Accordingly he sought Mr. Leather, whom he found busily engaged in the servants’ apartment, with a cold round of beef and a foaming flagon of ale before him.
‘Leather,’ he said, in a tone of authority, ’I’ll hunt to-morrow—ride the horse I should have ridden to-day.’
‘Where at?’ asked Leather, diving his fork into a bottle of pickles, and fishing out an onion.
‘The cross-roads,’ replied Sponge.
‘The cross-roads be fifty miles from here!’ cried Leather.
‘Nonsense!’ rejoined Sponge; ’I’ve just measured the distance. It’s nothing of the sort.’
‘How far do you make it, then?’ asked Leather, tucking in the beef.
’Why, from here to Hardington is about six, and from Hardington to Bewley, four—ten in all,’ replied Sponge. ’You can stay at Bewley all night, and then it is but a few miles on in the morning.’
‘And whativer am I to do for clothin’?’ asked Leather, adding, ’I’ve nothin’ with me—nothin’ nouther for oss nor man.’
‘Oh, the ostler’ll lend you what you want,’ replied Sponge, in a tone of determination, adding, ‘you can make shift for one night surely?’
‘One night surely!’ retorted Leather. ’D’ye think an oss can’t be ruined in one night?—humph!’

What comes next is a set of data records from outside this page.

//! Dump executor
//!
//! Runs an engine's dump inside the target container and streams the output
//! into a sink. All exec steps of one target share a single deadline.

use super::discovery::BackupTarget;
use crate::engines::{mysql, postgres, redis, ConnectionParams, EngineError};
use crate::utils::command::truncate_message;
use crate::utils::{ContainerRuntime, ExecCommand, ExecOutput, RuntimeError};
use std::io::{self, Write};
use std::path::PathBuf;
use std::time::{Duration, Instant};
use tracing::{debug, info, warn};

/// Longest stderr excerpt carried in an error
pub const STDERR_LIMIT: usize = 1024;

/// Why one target failed. Never aborts the rest of the run.
#[derive(Debug, thiserror::Error)]
pub enum TargetError {
    #[error("`{command}` exited with status {exit_code}: {stderr}")]
    Dump {
        command: String,
        exit_code: i64,
        stderr: String,
    },

    #[error("Dump did not finish within {0:?}")]
    Timeout(Duration),

    #[error("Container runtime error: {0}")]
    Runtime(String),

    #[error(transparent)]
    Planning(#[from] EngineError),

    #[error("Failed to write {}: {source}", path.display())]
    Write {
        path: PathBuf,
        #[source]
        source: io::Error,
    },

    #[error("Upload of {key} failed: {message}")]
    Upload { key: String, message: String },

    #[error("Backup task panicked: {0}")]
    Panicked(String),
}

/// What the dump produced
#[derive(Debug, Clone, Default, PartialEq, Eq)]
pub struct DumpSummary {
    /// Uncompressed bytes written to the sink
    pub bytes: u64,
}

struct Deadline {
    started: Instant,
    total: Duration,
}

impl Deadline {
    fn new(total: Duration) -> Self {
        Self {
            started: Instant::now(),
            total,
        }
    }

    fn remaining(&self) -> Result<Duration, TargetError> {
        self.total
            .checked_sub(self.started.elapsed())
            .filter(|d| !d.is_zero())
            .ok_or(TargetError::Timeout(self.total))
    }
}

/// Run the target's dump, streaming stdout into `sink`.
///
/// On error the sink may hold partial output; the caller discards it.
pub fn run_dump(
    runtime: &dyn ContainerRuntime,
    target: &BackupTarget,
    sink: &mut dyn Write,
    timeout: Duration,
) -> Result<DumpSummary, TargetError> {
    let deadline = Deadline::new(timeout);
    let step = Step {
        runtime,
        target,
        deadline: &deadline,
    };

    match &target.params {
        ConnectionParams::Postgres(params) => step.stream(&postgres::dump_command(params), sink),
        ConnectionParams::MySql(params) => dump_mysql(&step, params, sink),
        ConnectionParams::Redis(params) => dump_redis(&step, params, sink),
    }
}

fn dump_mysql(
    step: &Step<'_>,
    params: &mysql::MySqlParams,
    sink: &mut dyn Write,
) -> Result<DumpSummary, TargetError> {
    let credentials = params.require_credentials(step.target.engine)?;

    let probe = step.exec(&mysql::probe_command(), &mut io::sink())?;
    let tools = mysql::tools_for(probe.success());
    debug!("Using {} for {}", tools.dump, step.target.container_name);

    let listing = step.capture(&mysql::list_databases_command(tools, credentials))?;
    let databases = mysql::parse_database_list(&listing);
    if databases.is_empty() {
        warn!(
            "No user databases found in {}, writing an empty backup",
            step.target.container_name
        );
        return Ok(DumpSummary::default());
    }

    info!(
        "Dumping {} database(s) from {}: {}",
        databases.len(),
        step.target.container_name,
        databases.join(", ")
    );
    step.stream(&mysql::dump_command(tools, credentials, &databases), sink)
}

fn dump_redis(
    step: &Step<'_>,
    params: &redis::RedisParams,
    sink: &mut dyn Write,
) -> Result<DumpSummary, TargetError> {
    let reply = step.capture(&redis::snapshot_command(params))?;
    redis::check_snapshot_reply(&reply)?;
    step.stream(&redis::dump_command(), sink)
}

/// One exec step against a target, bounded by the shared deadline
struct Step<'a> {
    runtime: &'a dyn ContainerRuntime,
    target: &'a BackupTarget,
    deadline: &'a Deadline,
}

impl Step<'_> {
    fn exec(&self, command: &ExecCommand, sink: &mut dyn Write) -> Result<ExecOutput, TargetError> {
        let remaining = self.deadline.remaining()?;
        self.runtime
            .exec(&self.target.container_id, command, sink, remaining)
            .map_err(|e| match e {
                RuntimeError::Timeout { .. } => TargetError::Timeout(self.deadline.total),
                other => TargetError::Runtime(other.to_string()),
            })
    }

    /// Run a short command and return its stdout
    fn capture(&self, command: &ExecCommand) -> Result<String, TargetError> {
        let mut stdout = Vec::new();
        let output = self.exec(command, &mut stdout)?;
        let stdout = String::from_utf8_lossy(&stdout).into_owned();
        check_exit(command, &output, &stdout)?;
        Ok(stdout)
    }

    /// Run the dump command proper, forwarding stdout to the sink
    fn stream(&self, command: &ExecCommand, sink: &mut dyn Write) -> Result<DumpSummary, TargetError> {
        let output = self.exec(command, sink)?;
        check_exit(command, &output, "")?;

        let stderr = output.stderr_text();
        if !stderr.is_empty() {
            debug!("{} stderr: {}", command.program(), truncate_message(&stderr, STDERR_LIMIT));
        }

        Ok(DumpSummary {
            bytes: output.stdout_bytes,
        })
    }
}

fn check_exit(command: &ExecCommand, output: &ExecOutput, stdout: &str) -> Result<(), TargetError> {
    if output.success() {
        return Ok(());
    }

    let mut message = output.stderr_text();
    if message.is_empty() {
        message = stdout.trim().to_string();
    }
    if message.is_empty() {
        message = "no error output".to_string();
    }

    Err(TargetError::Dump {
        command: command.program().to_string(),
        exit_code: output.exit_code,
        stderr: truncate_message(&message, STDERR_LIMIT),
    })
}
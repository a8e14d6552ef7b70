//! Test fixtures and sample data
//!
//! Container descriptions as `docker inspect` would report them for the
//! database images the tool recognises, plus a few it must ignore.

use db_auto_backup::utils::ContainerInfo;
use std::collections::HashMap;

/// A running container with the given image and environment
pub fn container(id: &str, name: &str, image: &str, env: &[(&str, &str)]) -> ContainerInfo {
    ContainerInfo {
        id: id.to_string(),
        name: name.to_string(),
        image: image.to_string(),
        env: env
            .iter()
            .map(|(k, v)| (k.to_string(), v.to_string()))
            .collect(),
        labels: HashMap::new(),
    }
}

/// Add a label to a container fixture
pub fn with_label(mut container: ContainerInfo, key: &str, value: &str) -> ContainerInfo {
    container.labels.insert(key.to_string(), value.to_string());
    container
}

pub fn postgres_container(id: &str, name: &str) -> ContainerInfo {
    container(
        id,
        name,
        "postgres:16-alpine",
        &[
            ("POSTGRES_USER", "app"),
            ("POSTGRES_PASSWORD", "pg-secret"),
            ("PG_MAJOR", "16"),
        ],
    )
}

pub fn mysql_container(id: &str, name: &str) -> ContainerInfo {
    container(
        id,
        name,
        "mysql:8.0",
        &[("MYSQL_ROOT_PASSWORD", "root-secret"), ("MYSQL_MAJOR", "8.0")],
    )
}

pub fn mariadb_container(id: &str, name: &str) -> ContainerInfo {
    container(
        id,
        name,
        "mariadb:11",
        &[
            ("MARIADB_USER", "app"),
            ("MARIADB_PASSWORD", "maria-secret"),
            ("MARIADB_VERSION", "11.2.2"),
        ],
    )
}

pub fn redis_container(id: &str, name: &str) -> ContainerInfo {
    container(id, name, "redis:7", &[("REDIS_VERSION", "7.2.4")])
}

/// A container no engine rule matches
pub fn nginx_container(id: &str, name: &str) -> ContainerInfo {
    container(id, name, "nginx:latest", &[("NGINX_VERSION", "1.25.3")])
}

/// SQL text a scripted dump produces for a named container
pub fn sample_dump(name: &str) -> Vec<u8> {
    format!(
        "-- dump of {name}\nCREATE TABLE items (id integer primary key);\nINSERT INTO items VALUES (1), (2), (3);\n"
    )
    .into_bytes()
}

/// `SHOW DATABASES` output including the system schemas
pub fn mysql_database_list(user_dbs: &[&str]) -> String {
    let mut lines = vec!["information_schema", "mysql", "performance_schema", "sys"];
    lines.extend_from_slice(user_dbs);
    let mut out = lines.join("\n");
    out.push('\n');
    out
}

‘I’ll risk it,’ said Sponge.
‘But I won’t,’ replied Leather, blowing the foam from the tankard, and taking a long swig at the ale. ’I thinks I knows my duty to my gov’nor better nor that,’ continued he, setting it down. ’I’ll not see his waluable ‘unters stowed away in pigsties—not I, indeed.’
The fact was. Leather had an invitation to sup with the servants at Jawleyford Court that night, and he was not going to be done out of his engagement, especially as Mr. Sponge only allowed him two shillings a day for expenses wherever he was.
[Illustration: MR. LEATHER AND SPONGE HAVE A DIFFERENCE OF OPINION]
‘Well, you’re a cool hand, anyhow,’ observed Mr. Sponge, quite taken by surprise.
’Cool ’and, or not cool ‘and,’ replied Leather, munching away, ’I’ll do my duty to my master. I’m not one o’ your coatless, characterless scamps wot ‘ang about livery-stables ready to do anything they’re bid. No sir, no,’ he continued, pronging another onion; ’I have some regard for the hinterest o’ my master. I’ll do my duty in the station o’ life in which I’m placed, and won’t be ‘fraid to face no man.’ So saying, Mr. Leather cut himself a grand circumference of beef.